Les grandes lignes de l’antisémitisme national-socialiste étaient théorisées dès les années 1920. Toutefois, les mesures antisémites seraient graduelles afin d’éviter une réaction hostile de la population. Entre 1933 et 1945, plus de 10 000 lois et décrets accablent les Juifs. L’objectif est double : déjudaïser l’Allemagne et dégermaniser les Juifs. Chaque nouvelle mesure pavait la voie à la suivante. À terme, les non-Juifs devaient perdre toute forme d’empathie et considérer la question juive comme problématique.
Longtemps oubliées et ignorées, nombre de lois antisémites sont redécouvertes lors de la révolution mémorielle des années 1980 en Allemagne. C’est dans ce contexte qu’en 1993, les artistes Renata Stih et Frieder Schnock inaugurent un mémorial décentralisé dans les rues du quartier bavarois pour rappeler les réalités de l’antisémitisme dans le quotidien de personnes ordinaires, mais persécutées parce que juives.
Provoquer une réaction

Manfred Brueckels, CC BY-SA 3.0, via Wikimedia Commons
Le mémorial des Lieux de Mémoire est composé de 80 écriteaux placés en hauteur sur les poteaux de signalisation et sur les lampadaires. Il couvre l’ensemble du quartier et s’éparpille le long des trottoirs, à distance plus ou moins grande. Pas facile de trouver toutes les plaques : un peu de patience et d’observation sont parfois nécessaires. À l’inverse, c’est en levant les yeux avant de traverser la route qu’on peut en découvrir une de manière fortuite.
Chaque panneau possède deux faces. L’une est l’illustration minimaliste et enfantine d’un objet du quotidien. L’autre est le condensé, en une ou deux phrases, du décret antisémite qui lui est associé. Le dessin d’un thermomètre renvoie à l’interdiction pour les Juifs de pratiquer la médecine. Celui d’un pain indique l’obligation de faire ses courses uniquement pendant les heures autorisées. Un chat rappelle l’interdiction de posséder un animal domestique.

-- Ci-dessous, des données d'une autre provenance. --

//! Typed messages for the RPC transport
//!
//! Every WebSocket text frame carries one [`RpcRequest`] envelope. The method
//! name selects the payload type, decoded into an [`RpcCall`]. Replies are
//! [`RpcResponse`] envelopes correlated by `id`.

use serde::de::DeserializeOwned;
use serde::{Deserialize, Serialize};
use serde_json::Value;
use std::collections::HashMap;

use crate::error::{ErrorClass, FlagGateError};

/// Fully qualified RPC method names
pub mod methods {
    pub const LOGIN: &str = "/AuthService/Login";
    pub const REFRESH: &str = "/AuthService/Refresh";
    pub const ACTIVATE: &str = "/AuthService/Activate";

    pub const CREATE_FLAG: &str = "/FlagService/CreateFlag";
    pub const UPDATE_FLAG: &str = "/FlagService/UpdateFlag";
    pub const DELETE_FLAG: &str = "/FlagService/DeleteFlag";
    pub const GET_FLAG: &str = "/FlagService/GetFlag";
    pub const LIST_FLAGS: &str = "/FlagService/ListFlags";

    pub const CREATE_USER: &str = "/RbacUserService/CreateUser";
    pub const UPDATE_USER: &str = "/RbacUserService/UpdateUser";
    pub const DELETE_USER: &str = "/RbacUserService/DeleteUser";
    pub const GET_USER: &str = "/RbacUserService/GetUser";
    pub const LIST_USERS: &str = "/RbacUserService/ListUsers";

    pub const RBAC_USER_METHODS: [&str; 5] =
        [CREATE_USER, UPDATE_USER, DELETE_USER, GET_USER, LIST_USERS];
}

#[derive(Debug, Clone, Serialize, Deserialize)]
pub struct LoginRequest {
    pub email: String,
    pub password: String,
}

#[derive(Debug, Clone, Serialize, Deserialize)]
pub struct RefreshRequest {
    pub refresh_token: String,
}

#[derive(Debug, Clone, Serialize, Deserialize)]
pub struct ActivateRequest {
    pub email: String,
    /// Temporary password issued at provisioning
    pub password: String,
    pub new_password: String,
}

#[derive(Debug, Clone, Serialize, Deserialize)]
pub struct FlagRequest {
    pub name: String,
    #[serde(default)]
    pub description: String,
    #[serde(default)]
    pub enabled: bool,
}

#[derive(Debug, Clone, Serialize, Deserialize)]
pub struct UpdateFlagRequest {
    pub id: String,
    #[serde(flatten)]
    pub flag: FlagRequest,
}

#[derive(Debug, Clone, Serialize, Deserialize)]
pub struct IdRequest {
    pub id: String,
}

#[derive(Debug, Clone, Serialize, Deserialize)]
pub struct CreateUserRequest {
    pub email: String,
    #[serde(default)]
    pub name: String,
    #[serde(default)]
    pub roles: Vec<String>,
}

#[derive(Debug, Clone, Default, Serialize, Deserialize)]
pub struct UpdateUserRequest {
    #[serde(default)]
    pub id: String,
    pub name: Option<String>,
    pub roles: Option<Vec<String>>,
}

/// A decoded RPC invocation
#[derive(Debug, Clone)]
pub enum RpcCall {
    Login(LoginRequest),
    Refresh(RefreshRequest),
    Activate(ActivateRequest),
    CreateFlag(FlagRequest),
    UpdateFlag(UpdateFlagRequest),
    DeleteFlag(IdRequest),
    GetFlag(IdRequest),
    ListFlags,
    CreateUser(CreateUserRequest),
    UpdateUser(UpdateUserRequest),
    DeleteUser(IdRequest),
    GetUser(IdRequest),
    ListUsers,
}

fn payload<T: DeserializeOwned>(method: &str, value: Value) -> Result<T, RpcError> {
    serde_json::from_value(value).map_err(|e| RpcError {
        status: RpcStatus::InvalidArgument,
        message: format!("invalid payload for {}: {}", method, e),
    })
}

impl RpcCall {
    /// Decodes `payload` into the message type of `method`
    pub fn decode(method: &str, value: Value) -> Result<Self, RpcError> {
        let call = match method {
            methods::LOGIN => RpcCall::Login(payload(method, value)?),
            methods::REFRESH => RpcCall::Refresh(payload(method, value)?),
            methods::ACTIVATE => RpcCall::Activate(payload(method, value)?),
            methods::CREATE_FLAG => RpcCall::CreateFlag(payload(method, value)?),
            methods::UPDATE_FLAG => RpcCall::UpdateFlag(payload(method, value)?),
            methods::DELETE_FLAG => RpcCall::DeleteFlag(payload(method, value)?),
            methods::GET_FLAG => RpcCall::GetFlag(payload(method, value)?),
            methods::LIST_FLAGS => RpcCall::ListFlags,
            methods::CREATE_USER => RpcCall::CreateUser(payload(method, value)?),
            methods::UPDATE_USER => RpcCall::UpdateUser(payload(method, value)?),
            methods::DELETE_USER => RpcCall::DeleteUser(payload(method, value)?),
            methods::GET_USER => RpcCall::GetUser(payload(method, value)?),
            methods::LIST_USERS => RpcCall::ListUsers,
            other => {
                return Err(RpcError {
                    status: RpcStatus::Unimplemented,
                    message: format!("unknown method {}", other),
                })
            }
        };
        Ok(call)
    }
}

/// Client-to-server envelope
#[derive(Debug, Clone, Serialize, Deserialize)]
pub struct RpcRequest {
    /// Correlation id echoed in the response
    pub id: String,
    pub method: String,
    /// Call metadata; bearer tokens travel under `authorization`
    #[serde(default)]
    pub metadata: HashMap<String, String>,
    #[serde(default)]
    pub payload: Value,
}

impl RpcRequest {
    pub fn new(method: &str, payload: Value) -> Self {
        Self {
            id: uuid::Uuid::new_v4().to_string(),
            method: method.to_string(),
            metadata: HashMap::new(),
            payload,
        }
    }

    pub fn with_metadata(mut self, key: &str, value: &str) -> Self {
        self.metadata.insert(key.to_string(), value.to_string());
        self
    }
}

/// Status codes carried in responses
#[derive(Debug, Clone, Copy, PartialEq, Eq, Serialize, Deserialize)]
#[serde(rename_all = "snake_case")]
pub enum RpcStatus {
    Ok,
    InvalidArgument,
    Unauthenticated,
    PermissionDenied,
    NotFound,
    DeadlineExceeded,
    Unavailable,
    Unimplemented,
    Internal,
}

impl From<ErrorClass> for RpcStatus {
    fn from(class: ErrorClass) -> Self {
        match class {
            ErrorClass::Validation => RpcStatus::InvalidArgument,
            ErrorClass::Unauthenticated => RpcStatus::Unauthenticated,
            ErrorClass::Forbidden => RpcStatus::PermissionDenied,
            ErrorClass::NotFound => RpcStatus::NotFound,
            ErrorClass::Timeout => RpcStatus::DeadlineExceeded,
            ErrorClass::Unavailable => RpcStatus::Unavailable,
            ErrorClass::Internal => RpcStatus::Internal,
        }
    }
}

/// Error half of a response
#[derive(Debug, Clone, PartialEq, Eq, Serialize, Deserialize)]
pub struct RpcError {
    pub status: RpcStatus,
    pub message: String,
}

impl From<&FlagGateError> for RpcError {
    fn from(err: &FlagGateError) -> Self {
        Self {
            status: err.class().into(),
            message: err.public_message(),
        }
    }
}

/// Server-to-client envelope
#[derive(Debug, Clone, Serialize, Deserialize)]
pub struct RpcResponse {
    pub id: String,
    pub status: RpcStatus,
    #[serde(default, skip_serializing_if = "Option::is_none")]
    pub body: Option<Value>,
    #[serde(default, skip_serializing_if = "Option::is_none")]
    pub error: Option<String>,
}

impl RpcResponse {
    pub fn ok(id: impl Into<String>, body: Value) -> Self {
        Self {
            id: id.into(),
            status: RpcStatus::Ok,
            body: Some(body),
            error: None,
        }
    }

    pub fn error(id: impl Into<String>, err: RpcError) -> Self {
        Self {
            id: id.into(),
            status: err.status,
            body: None,
            error: Some(err.message),
        }
    }
}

La plupart des lois antisémites semblent bénignes car elles sont trop spécifiques et ancrées dans le quotidien. Elles participent cependant à la banalisation de la persécution. Ce processus contraignant exclut les Allemands juifs de la communauté nationale. Le mémorial réussit par sa simplicité apparente à retranscrire le malheur de personnes ordinaires progressivement privées de tous leurs droits. Il interpelle sur l’indifférence générale ou l’acceptation passive de l’époque en prenant les passants d’aujourd’hui à témoin. Un regard en miroir qui faisait pleinement sens en 1993 et dont la portée mérite d’être réexaminée à la lumière du contexte actuel.
L’importance du contexte

Manfred Brueckels, CC BY-SA 3.0, via Wikimedia Commons
Un mémorial raconte une histoire qui ne se conjugue pas au passé. Il est contemporain de l’époque à laquelle il a été pensé. Il est un marqueur de l’évolution des sociétés, qu’il en soit l’initiateur ou le résultat. L’œuvre mémorielle s’inscrit par conséquent dans un contexte particulier dont elle ne peut être dissociée. Elle exprime enfin un message tantôt provocateur, tantôt cathartique.

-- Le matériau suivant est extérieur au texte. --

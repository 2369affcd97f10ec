//! Timing attack protection for credential checks
//!
//! Login and activation pad every attempt to a minimum duration, so an
//! unknown email and a wrong password cannot be told apart by latency.

use std::time::{Duration, Instant};

use crate::constants::AUTH_MIN_DURATION_MS;

/// Sleeps until `min_duration` has passed since `start_time`
pub async fn add_auth_delay(start_time: Instant, min_duration: Duration) {
    let elapsed = start_time.elapsed();
    if elapsed < min_duration {
        tokio::time::sleep(min_duration - elapsed).await;
    }
}

/// Authentication timing helper
#[derive(Debug)]
pub struct AuthTimer {
    start: Instant,
    min_duration: Duration,
}

impl AuthTimer {
    /// Starts a timer that will not finish before `min_duration`
    pub fn new(min_duration: Duration) -> Self {
        Self {
            start: Instant::now(),
            min_duration,
        }
    }

    pub fn elapsed(&self) -> Duration {
        self.start.elapsed()
    }

    /// Wait until minimum duration has elapsed
    pub async fn wait(self) {
        add_auth_delay(self.start, self.min_duration).await;
    }
}

impl Default for AuthTimer {
    fn default() -> Self {
        Self::new(Duration::from_millis(AUTH_MIN_DURATION_MS))
    }
}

Le mémorial des Lieux de Mémoire s’inscrit dans le contexte des années 1980 et de la lutte contre l’ignorance de la Shoah dans la société allemande. Ce sursaut mémoriel commença à l’approche du cinquantenaire des pogroms de novembre 1938 et donna lieu à l’inauguration de plusieurs mémoriaux engagés dans une démarche d’occupation de l’espace public. Cette perspective consiste à influencer les géographies urbaines pour interpeler et responsabiliser la population. Les formes artistiques sont souvent volontairement déstabilisantes et suscitent effectivement des réactions. En 1993, pendant l’installation du mémorial, plusieurs habitants avaient d’ailleurs alerté la police que des intrus placardaient des slogans antisémites dans leur quartier — preuve de l’efficacité du dispositif, mais aussi de sa radicalité.

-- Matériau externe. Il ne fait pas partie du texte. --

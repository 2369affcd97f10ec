use chrono::{DateTime, Duration, TimeZone, Utc};
use jsonwebtoken::{decode, encode, Algorithm, DecodingKey, EncodingKey, Header, Validation};
use serde::{Deserialize, Serialize};
use serde_json::{Map, Value};
use sha2::{Digest, Sha256};
use std::collections::HashSet;
use std::sync::{Arc, RwLock};

use crate::config::TokenSettings;
use crate::constants::BEARER_PREFIX;
use crate::error::{FlagGateError, Result, TokenError};

/// Claim names owned by the codec; extra claims may not shadow them.
const RESERVED_CLAIMS: [&str; 8] = ["sub", "iss", "roles", "iat", "nbf", "exp", "jti", "kind"];

/// Source of the current time for issuance and validation
pub trait Clock: Send + Sync {
    fn now(&self) -> DateTime<Utc>;
}

/// Wall clock
#[derive(Debug, Default, Clone, Copy)]
pub struct SystemClock;

impl Clock for SystemClock {
    fn now(&self) -> DateTime<Utc> {
        Utc::now()
    }
}

/// Clock that only moves when told to. Used to exercise validity windows.
#[derive(Debug)]
pub struct ManualClock {
    now: RwLock<DateTime<Utc>>,
}

impl ManualClock {
    pub fn new(start: DateTime<Utc>) -> Self {
        // Whole seconds, since token timestamps are second-granular
        let start = Utc
            .timestamp_opt(start.timestamp(), 0)
            .single()
            .unwrap_or(start);
        Self {
            now: RwLock::new(start),
        }
    }

    pub fn advance(&self, by: Duration) {
        let mut now = self.now.write().unwrap_or_else(|e| e.into_inner());
        *now += by;
    }

    pub fn set(&self, to: DateTime<Utc>) {
        let mut now = self.now.write().unwrap_or_else(|e| e.into_inner());
        *now = to;
    }
}

impl Clock for ManualClock {
    fn now(&self) -> DateTime<Utc> {
        *self.now.read().unwrap_or_else(|e| e.into_inner())
    }
}

/// What a token may be used for
#[derive(Debug, Clone, Copy, Default, PartialEq, Eq, Serialize, Deserialize)]
#[serde(rename_all = "lowercase")]
pub enum TokenKind {
    #[default]
    Access,
    Refresh,
}

/// JWT Claims structure
#[derive(Debug, Clone, PartialEq, Serialize, Deserialize)]
pub struct Claims {
    /// Subject (identity ID)
    pub sub: String,
    /// Issuer
    pub iss: String,
    /// Role names held at issuance
    #[serde(default)]
    pub roles: Vec<String>,
    /// Issued at (unix seconds)
    pub iat: i64,
    /// Not before (unix seconds)
    pub nbf: i64,
    /// Expiration time (unix seconds)
    pub exp: i64,
    /// Unique token id
    pub jti: String,
    #[serde(default)]
    pub kind: TokenKind,
    /// Caller-supplied claims such as `email`
    #[serde(flatten)]
    pub extra: Map<String, Value>,
}

impl Claims {
    pub fn expires_at(&self) -> DateTime<Utc> {
        timestamp_to_datetime(self.exp)
    }

    pub fn issued_at(&self) -> DateTime<Utc> {
        timestamp_to_datetime(self.iat)
    }

    pub fn email(&self) -> Option<&str> {
        self.extra.get("email").and_then(Value::as_str)
    }

    /// OR semantics: true if any held role is in `required`
    pub fn has_any_role<S: AsRef<str>>(&self, required: &[S]) -> bool {
        self.roles
            .iter()
            .any(|held| required.iter().any(|r| r.as_ref() == held))
    }
}

fn timestamp_to_datetime(ts: i64) -> DateTime<Utc> {
    Utc.timestamp_opt(ts, 0).single().unwrap_or(DateTime::<Utc>::MIN_UTC)
}

/// A freshly signed token together with the claims it carries
#[derive(Debug, Clone)]
pub struct IssuedToken {
    pub token: String,
    pub claims: Claims,
}

impl IssuedToken {
    pub fn expires_at(&self) -> DateTime<Utc> {
        self.claims.expires_at()
    }
}

/// Encodes and verifies signed bearer tokens.
///
/// The codec holds no mutable state; one instance can be shared freely across
/// tasks, and independent instances with different secrets can coexist.
pub struct TokenCodec {
    encoding_key: EncodingKey,
    decoding_key: DecodingKey,
    validation: Validation,
    unverified: Validation,
    issuer: String,
    access_ttl: Duration,
    refresh_ttl: Duration,
    clock: Arc<dyn Clock>,
}

impl TokenCodec {
    /// Creates a codec using the wall clock
    pub fn new(settings: &TokenSettings) -> Self {
        Self::with_clock(settings, Arc::new(SystemClock))
    }

    pub fn with_clock(settings: &TokenSettings, clock: Arc<dyn Clock>) -> Self {
        // Time and issuer rules are checked by hand against the injected clock
        let mut validation = Validation::new(Algorithm::HS256);
        validation.validate_exp = false;
        validation.validate_nbf = false;
        validation.validate_aud = false;
        validation.leeway = 0;
        validation.required_spec_claims =
            ["exp", "iss", "sub"].iter().map(|c| c.to_string()).collect();

        let mut unverified = Validation::new(Algorithm::HS256);
        unverified.insecure_disable_signature_validation();
        unverified.validate_exp = false;
        unverified.validate_nbf = false;
        unverified.validate_aud = false;
        unverified.required_spec_claims = HashSet::new();

        Self {
            encoding_key: EncodingKey::from_secret(settings.secret.as_bytes()),
            decoding_key: DecodingKey::from_secret(settings.secret.as_bytes()),
            validation,
            unverified,
            issuer: settings.issuer.clone(),
            access_ttl: Duration::seconds(settings.access_ttl.as_secs() as i64),
            refresh_ttl: Duration::seconds(settings.refresh_ttl.as_secs() as i64),
            clock,
        }
    }

    pub fn issuer(&self) -> &str {
        &self.issuer
    }

    pub fn now(&self) -> DateTime<Utc> {
        self.clock.now()
    }

    /// Issues a signed access token for `subject`
    pub fn issue(
        &self,
        subject: &str,
        roles: &[String],
        extra_claims: Map<String, Value>,
    ) -> Result<IssuedToken> {
        self.issue_kind(subject, roles, extra_claims, TokenKind::Access, self.access_ttl)
    }

    /// Issues a signed refresh token for `subject`
    pub fn issue_refresh(&self, subject: &str, roles: &[String]) -> Result<IssuedToken> {
        self.issue_kind(subject, roles, Map::new(), TokenKind::Refresh, self.refresh_ttl)
    }

    fn issue_kind(
        &self,
        subject: &str,
        roles: &[String],
        mut extra_claims: Map<String, Value>,
        kind: TokenKind,
        ttl: Duration,
    ) -> Result<IssuedToken> {
        if subject.is_empty() {
            return Err(FlagGateError::Validation("token subject must not be empty".to_string()));
        }
        for reserved in RESERVED_CLAIMS {
            extra_claims.remove(reserved);
        }

        let now = self.clock.now().timestamp();
        let claims = Claims {
            sub: subject.to_string(),
            iss: self.issuer.clone(),
            roles: roles.to_vec(),
            iat: now,
            nbf: now,
            exp: now + ttl.num_seconds(),
            jti: uuid::Uuid::new_v4().to_string(),
            kind,
            extra: extra_claims,
        };

        let token = encode(&Header::new(Algorithm::HS256), &claims, &self.encoding_key)
            .map_err(|e| FlagGateError::Internal(format!("Failed to generate token: {}", e)))?;
        Ok(IssuedToken { token, claims })
    }

    /// Verifies the signature, validity window and issuer of `token`.
    ///
    /// The signature is checked first, so a tampered token always reports
    /// [`TokenError::Signature`] and an intact but stale one [`TokenError::Expired`].
    pub fn validate(&self, token: &str) -> std::result::Result<Claims, TokenError> {
        let claims = decode::<Claims>(token, &self.decoding_key, &self.validation)
            .map_err(|e| map_jwt_error(&e))?
            .claims;

        let now = self.clock.now().timestamp();
        if now >= claims.exp {
            return Err(TokenError::Expired);
        }
        if now < claims.nbf || claims.iat > now {
            return Err(TokenError::NotYetValid);
        }
        if claims.iss != self.issuer {
            return Err(TokenError::IssuerMismatch);
        }
        Ok(claims)
    }

    /// [`validate`](Self::validate) plus a check that the token is of `kind`
    pub fn validate_kind(
        &self,
        token: &str,
        kind: TokenKind,
    ) -> std::result::Result<Claims, TokenError> {
        let claims = self.validate(token)?;
        if claims.kind != kind {
            return Err(TokenError::WrongKind);
        }
        Ok(claims)
    }

    /// Reads the `exp` claim without checking signature or time rules
    pub fn expiration(&self, token: &str) -> std::result::Result<DateTime<Utc>, TokenError> {
        let claims = decode::<Claims>(token, &self.decoding_key, &self.unverified)
            .map_err(|e| map_jwt_error(&e))?
            .claims;
        Ok(claims.expires_at())
    }
}

fn map_jwt_error(err: &jsonwebtoken::errors::Error) -> TokenError {
    use jsonwebtoken::errors::ErrorKind;
    match err.kind() {
        ErrorKind::InvalidSignature => TokenError::Signature,
        ErrorKind::ExpiredSignature => TokenError::Expired,
        ErrorKind::ImmatureSignature => TokenError::NotYetValid,
        ErrorKind::InvalidIssuer => TokenError::IssuerMismatch,
        _ => TokenError::Malformed,
    }
}

/// Extracts bearer token from an Authorization header value.
/// The `Bearer ` prefix is matched case-sensitively.
pub fn extract_bearer_token(auth_header: &str) -> Option<String> {
    auth_header
        .strip_prefix(BEARER_PREFIX)
        .map(str::trim)
        .filter(|token| !token.is_empty())
        .map(str::to_string)
}

/// Short, non-reversible identifier for a token, safe to put in logs
pub fn token_fingerprint(token: &str) -> String {
    let digest = Sha256::digest(token.as_bytes());
    digest[..8].iter().map(|b| format!("{:02x}", b)).collect()
}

La révolution des années 1980-1990 a permis l’adoption d’une nouvelle politique mémorielle en Allemagne qui, à quelques exceptions près, fait l’unanimité aujourd’hui. Ces œuvres ont depuis été intégrées au paysage urbain et sacralisées dans l’espace public au nom du devoir de mémoire, ce qui invite à s’interroger sur la meilleure façon de les accompagner pour les générations qui n’ont pas connu le contexte de leur création.
Demeurer responsables
Le dispositif des Lieux de Mémoire, volontairement dépouillé de toute contextualisation immédiate, mise sur la surprise et l’inconfort. Cette radicalité, pleinement efficace en 1993, peut aujourd’hui susciter des réactions inattendues chez un passant non averti. On peut s’interroger sur la réception actuelle du mémorial : provoque-t-il encore la réflexion souhaitée, ou risque-t-il, faute d’un accompagnement suffisant, de laisser certains visiteurs perplexes ou indifférents ? On notera que l’usage exclusif de l’allemand enferme la question de l’antisémitisme dans son ancrage local. Cela limite également sa portée auprès d’un public international de plus en plus présent dans ce quartier.
En 2026, d’autres mémoriaux existent pour aborder la lutte contre l’antisémitisme et le déni. Parmi eux, la Maison de la Conférence de Wannsee et le Musée Juif de Berlin adoptent une dimension pédagogique éprouvée et convaincante. Le travail de mémoire et l’éducation citoyenne s’y conjuguent naturellement et, surtout, efficacement.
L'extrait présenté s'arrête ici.